*** Opening The data ***
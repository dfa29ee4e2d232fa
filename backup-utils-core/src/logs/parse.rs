use crate::logs::types::{Context, LogRecord, NotificationRecord, ParseOutcome};
use chrono::NaiveDateTime;
use serde_json::{Map, Value};

pub const TIMESTAMP_FORMAT: &str = "%Y-%m-%d %H:%M:%S";
const TIMESTAMP_LEN: usize = 19;

//-----------------------------------------------------------------------------
// Header: `[YYYY-MM-DD HH:MM:SS] <channel>.<level>: <body>`
//-----------------------------------------------------------------------------

struct Header<'a> {
    timestamp: NaiveDateTime,
    level: &'a str,
    body: &'a str,
}

fn parse_header(line: &str) -> Option<Header<'_>> {
    let rest = line.strip_prefix('[')?;

    let raw_timestamp = rest.get(..TIMESTAMP_LEN)?;
    if !has_timestamp_shape(raw_timestamp) {
        return None;
    }
    let timestamp = NaiveDateTime::parse_from_str(raw_timestamp, TIMESTAMP_FORMAT).ok()?;

    let rest = rest[TIMESTAMP_LEN..].strip_prefix("] ")?;
    let (_channel, rest) = take_word(rest)?;
    let rest = rest.strip_prefix('.')?;
    let (level, rest) = take_word(rest)?;
    let body = rest.strip_prefix(": ")?;

    if body.is_empty() {
        return None;
    }

    Some(Header {
        timestamp,
        level,
        body,
    })
}

/// `YYYY-MM-DD HH:MM:SS` with every digit present.
fn has_timestamp_shape(raw: &str) -> bool {
    raw.bytes().enumerate().all(|(i, b)| match i {
        4 | 7 => b == b'-',
        10 => b == b' ',
        13 | 16 => b == b':',
        _ => b.is_ascii_digit(),
    })
}

fn take_word(s: &str) -> Option<(&str, &str)> {
    let end = s
        .find(|c: char| !(c.is_ascii_alphanumeric() || c == '_'))
        .unwrap_or(s.len());

    if end == 0 {
        return None;
    }

    Some((&s[..end], &s[end..]))
}

//-----------------------------------------------------------------------------
// Loose variant (log viewer)
//-----------------------------------------------------------------------------

/// Parse a line for display. The JSON tail is optional and an undecodable
/// tail leaves the context empty.
pub fn parse_line(line: &str) -> ParseOutcome<LogRecord> {
    let Some(header) = parse_header(line) else {
        return ParseOutcome::Unmatched;
    };

    let (message, context) = match header.body.find('{') {
        Some(start) => (
            header.body[..start].trim().to_string(),
            decode_context(&header.body[start..]),
        ),
        None => (header.body.to_string(), Context::default()),
    };

    ParseOutcome::Matched(LogRecord {
        timestamp: header.timestamp,
        level: header.level.to_string(),
        message,
        context,
    })
}

fn decode_context(raw: &str) -> Context {
    serde_json::from_str::<Map<String, Value>>(raw)
        .map(Context::from)
        .unwrap_or_default()
}

//-----------------------------------------------------------------------------
// Strict variant (statistics)
//-----------------------------------------------------------------------------

/// Parse a line for statistics.
///
/// The line must carry a decodable JSON object naming its `notification_type`
/// and must not be older than `cutoff`. Anything else is `Unmatched`.
pub fn parse_notification_line(
    line: &str,
    cutoff: NaiveDateTime,
) -> ParseOutcome<NotificationRecord> {
    let Some(header) = parse_header(line) else {
        return ParseOutcome::Unmatched;
    };

    if header.timestamp < cutoff {
        return ParseOutcome::Unmatched;
    }

    let Some((message, payload)) = split_payload(header.body) else {
        return ParseOutcome::Unmatched;
    };

    let Ok(data) = serde_json::from_str::<Map<String, Value>>(payload) else {
        return ParseOutcome::Unmatched;
    };

    let record = LogRecord {
        timestamp: header.timestamp,
        level: header.level.to_string(),
        message: message.to_string(),
        context: Context::from(data),
    };

    match NotificationRecord::from_record(record) {
        Some(notification) => ParseOutcome::Matched(notification),
        None => ParseOutcome::Unmatched,
    }
}

/// Split `<message> {<json>}` at the first ` {` that leaves a non-empty
/// message and a non-empty object before the last `}` on the line.
fn split_payload(body: &str) -> Option<(&str, &str)> {
    let close = body.rfind('}')?;

    body.match_indices(" {")
        .map(|(i, _)| i)
        .find(|&i| i >= 1 && close > i + 2)
        .map(|i| (&body[..i], &body[i + 1..=close]))
}
use backup_utils_core::cli::config::{check, dump, init};
use backup_utils_core::conf::{BackupUtilsConfig, load_config_with_env};
use pretty_assertions::assert_eq;
use std::fs;
use tempfile::tempdir;

fn no_env(_: &str) -> Option<String> {
    None
}

#[test]
fn init_writes_a_template_that_loads_as_defaults() {
    // Arrange
    let dir = tempdir().unwrap();
    let path = dir.path().join("config/backup-utils.hcl");
    let mut out = Vec::new();

    // Act
    init(&path, &mut out).unwrap();
    let cfg = load_config_with_env(Some(&path), no_env).unwrap();

    // Assert
    assert_eq!(cfg, BackupUtilsConfig::default());
    assert!(String::from_utf8(out).unwrap().contains("config check"));
}

#[test]
fn init_refuses_to_overwrite() {
    // Arrange
    let dir = tempdir().unwrap();
    let path = dir.path().join("backup-utils.hcl");
    fs::write(&path, "# mine").unwrap();

    // Act
    let result = init(&path, &mut Vec::new());

    // Assert
    assert!(result.is_err());
    assert_eq!(fs::read_to_string(&path).unwrap(), "# mine");
}

#[test]
fn dump_prints_json_and_yaml() {
    // Arrange
    let cfg = BackupUtilsConfig::default();
    let mut json = Vec::new();
    let mut yaml = Vec::new();

    // Act
    dump(&cfg, false, &mut json).unwrap();
    dump(&cfg, true, &mut yaml).unwrap();

    // Assert
    let value: serde_json::Value = serde_json::from_slice(&json).unwrap();
    assert_eq!(value["logging"]["file_prefix"], "backup");
    assert_eq!(value["stats"]["max_days"], 365);
    let yaml = String::from_utf8(yaml).unwrap();
    assert!(yaml.contains("file_prefix: backup"));
    assert!(yaml.contains("default_tail: 50"));
}

#[test]
fn check_summarizes_the_config() {
    // Arrange
    let cfg = BackupUtilsConfig::default();
    let mut out = Vec::new();

    // Act
    check(&cfg, &mut out).unwrap();

    // Assert
    let out = String::from_utf8(out).unwrap();
    assert!(out.contains("Config loaded successfully"));
    assert!(out.contains("storage/logs/backup.log"));
    assert!(out.contains("Exports: storage/logs"));
}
*** Closing The data ***
Each of the records above is to be copied exactly.

Reply>
repository dfa29ee4e2d232fa
filename backup-utils-core/src/logs/parse.rs
use crate::logs::types::{Context, LogRecord, NotificationRecord, ParseOutcome};
use chrono::NaiveDateTime;
use serde_json::{Map, Value};

pub const TIMESTAMP_FORMAT: &str = "%Y-%m-%d %H:%M:%S";
const TIMESTAMP_LEN: usize = 19;

//-----------------------------------------------------------------------------
// Header: `[YYYY-MM-DD HH:MM:SS] <channel>.<level>: <body>`
//-----------------------------------------------------------------------------

struct Header<'a> {
    timestamp: NaiveDateTime,
    level: &'a str,
    body: &'a str,
}

fn parse_header(line: &str) -> Option<Header<'_>> {
    let rest = line.strip_prefix('[')?;

    let raw_timestamp = rest.get(..TIMESTAMP_LEN)?;
    if !has_timestamp_shape(raw_timestamp) {
        return None;
    }
    let timestamp = NaiveDateTime::parse_from_str(raw_timestamp, TIMESTAMP_FORMAT).ok()?;

    let rest = rest[TIMESTAMP_LEN..].strip_prefix("] ")?;
    let (_channel, rest) = take_word(rest)?;
    let rest = rest.strip_prefix('.')?;
    let (level, rest) = take_word(rest)?;
    let body = rest.strip_prefix(": ")?;

    if body.is_empty() {
        return None;
    }

    Some(Header {
        timestamp,
        level,
        body,
    })
}

/// `YYYY-MM-DD HH:MM:SS` with every digit present.
fn has_timestamp_shape(raw: &str) -> bool {
    raw.bytes().enumerate().all(|(i, b)| match i {
        4 | 7 => b == b'-',
        10 => b == b' ',
        13 | 16 => b == b':',
        _ => b.is_ascii_digit(),
    })
}

fn take_word(s: &str) -> Option<(&str, &str)> {
    let end = s
        .find(|c: char| !(c.is_ascii_alphanumeric() || c == '_'))
        .unwrap_or(s.len());

    if end == 0 {
        return None;
    }

    Some((&s[..end], &s[end..]))
}

//-----------------------------------------------------------------------------
// Loose variant (log viewer)
//-----------------------------------------------------------------------------

/// Parse a line for display. The JSON tail is optional and an undecodable
/// tail leaves the context empty.
pub fn parse_line(line: &str) -> ParseOutcome<LogRecord> {
    let Some(header) = parse_header(line) else {
        return ParseOutcome::Unmatched;
    };

    let (message, context) = match header.body.find('{') {
        Some(start) => (
            header.body[..start].trim().to_string(),
            decode_context(&header.body[start..]),
        ),
        None => (header.body.to_string(), Context::default()),
    };

    ParseOutcome::Matched(LogRecord {
        timestamp: header.timestamp,
        level: header.level.to_string(),
        message,
        context,
    })
}

fn decode_context(raw: &str) -> Context {
    serde_json::from_str::<Map<String, Value>>(raw)
        .map(Context::from)
        .unwrap_or_default()
}

//-----------------------------------------------------------------------------
// Strict variant (statistics)
//-----------------------------------------------------------------------------

/// Parse a line for statistics.
///
/// The line must carry a decodable JSON object naming its `notification_type`
/// and must not be older than `cutoff`. Anything else is `Unmatched`.
pub fn parse_notification_line(
    line: &str,
    cutoff: NaiveDateTime,
) -> ParseOutcome<NotificationRecord> {
    let Some(header) = parse_header(line) else {
        return ParseOutcome::Unmatched;
    };

    if header.timestamp < cutoff {
        return ParseOutcome::Unmatched;
    }

    let Some((message, payload)) = split_payload(header.body) else {
        return ParseOutcome::Unmatched;
    };

    let Ok(data) = serde_json::from_str::<Map<String, Value>>(payload) else {
        return ParseOutcome::Unmatched;
    };

    let record = LogRecord {
        timestamp: header.timestamp,
        level: header.level.to_string(),
        message: message.to_string(),
        context: Context::from(data),
    };

    match NotificationRecord::from_record(record) {
        Some(notification) => ParseOutcome::Matched(notification),
        None => ParseOutcome::Unmatched,
    }
}

/// Split `<message> {<json>}` at the first ` {` that leaves a non-empty
/// message and a non-empty object before the last `}` on the line.
fn split_payload(body: &str) -> Option<(&str, &str)> {
    let close = body.rfind('}')?;

    body.match_indices(" {")
        .map(|(i, _)| i)
        .find(|&i| i >= 1 && close > i + 2)
        .map(|i| (&body[..i], &body[i + 1..=close]))
}
use backup_utils_core::cli::config::{check, dump, init};
use backup_utils_core::conf::{BackupUtilsConfig, load_config_with_env};
use pretty_assertions::assert_eq;
use std::fs;
use tempfile::tempdir;

fn no_env(_: &str) -> Option<String> {
    None
}

#[test]
fn init_writes_a_template_that_loads_as_defaults() {
    // Arrange
    let dir = tempdir().unwrap();
    let path = dir.path().join("config/backup-utils.hcl");
    let mut out = Vec::new();

    // Act
    init(&path, &mut out).unwrap();
    let cfg = load_config_with_env(Some(&path), no_env).unwrap();

    // Assert
    assert_eq!(cfg, BackupUtilsConfig::default());
    assert!(String::from_utf8(out).unwrap().contains("config check"));
}

#[test]
fn init_refuses_to_overwrite() {
    // Arrange
    let dir = tempdir().unwrap();
    let path = dir.path().join("backup-utils.hcl");
    fs::write(&path, "# mine").unwrap();

    // Act
    let result = init(&path, &mut Vec::new());

    // Assert
    assert!(result.is_err());
    assert_eq!(fs::read_to_string(&path).unwrap(), "# mine");
}

#[test]
fn dump_prints_json_and_yaml() {
    // Arrange
    let cfg = BackupUtilsConfig::default();
    let mut json = Vec::new();
    let mut yaml = Vec::new();

    // Act
    dump(&cfg, false, &mut json).unwrap();
    dump(&cfg, true, &mut yaml).unwrap();

    // Assert
    let value: serde_json::Value = serde_json::from_slice(&json).unwrap();
    assert_eq!(value["logging"]["file_prefix"], "backup");
    assert_eq!(value["stats"]["max_days"], 365);
    let yaml = String::from_utf8(yaml).unwrap();
    assert!(yaml.contains("file_prefix: backup"));
    assert!(yaml.contains("default_tail: 50"));
}

#[test]
fn check_summarizes_the_config() {
    // Arrange
    let cfg = BackupUtilsConfig::default();
    let mut out = Vec::new();

    // Act
    check(&cfg, &mut out).unwrap();

    // Assert
    let out = String::from_utf8(out).unwrap();
    assert!(out.contains("Config loaded successfully"));
    assert!(out.contains("storage/logs/backup.log"));
    assert!(out.contains("Exports: storage/logs"));
}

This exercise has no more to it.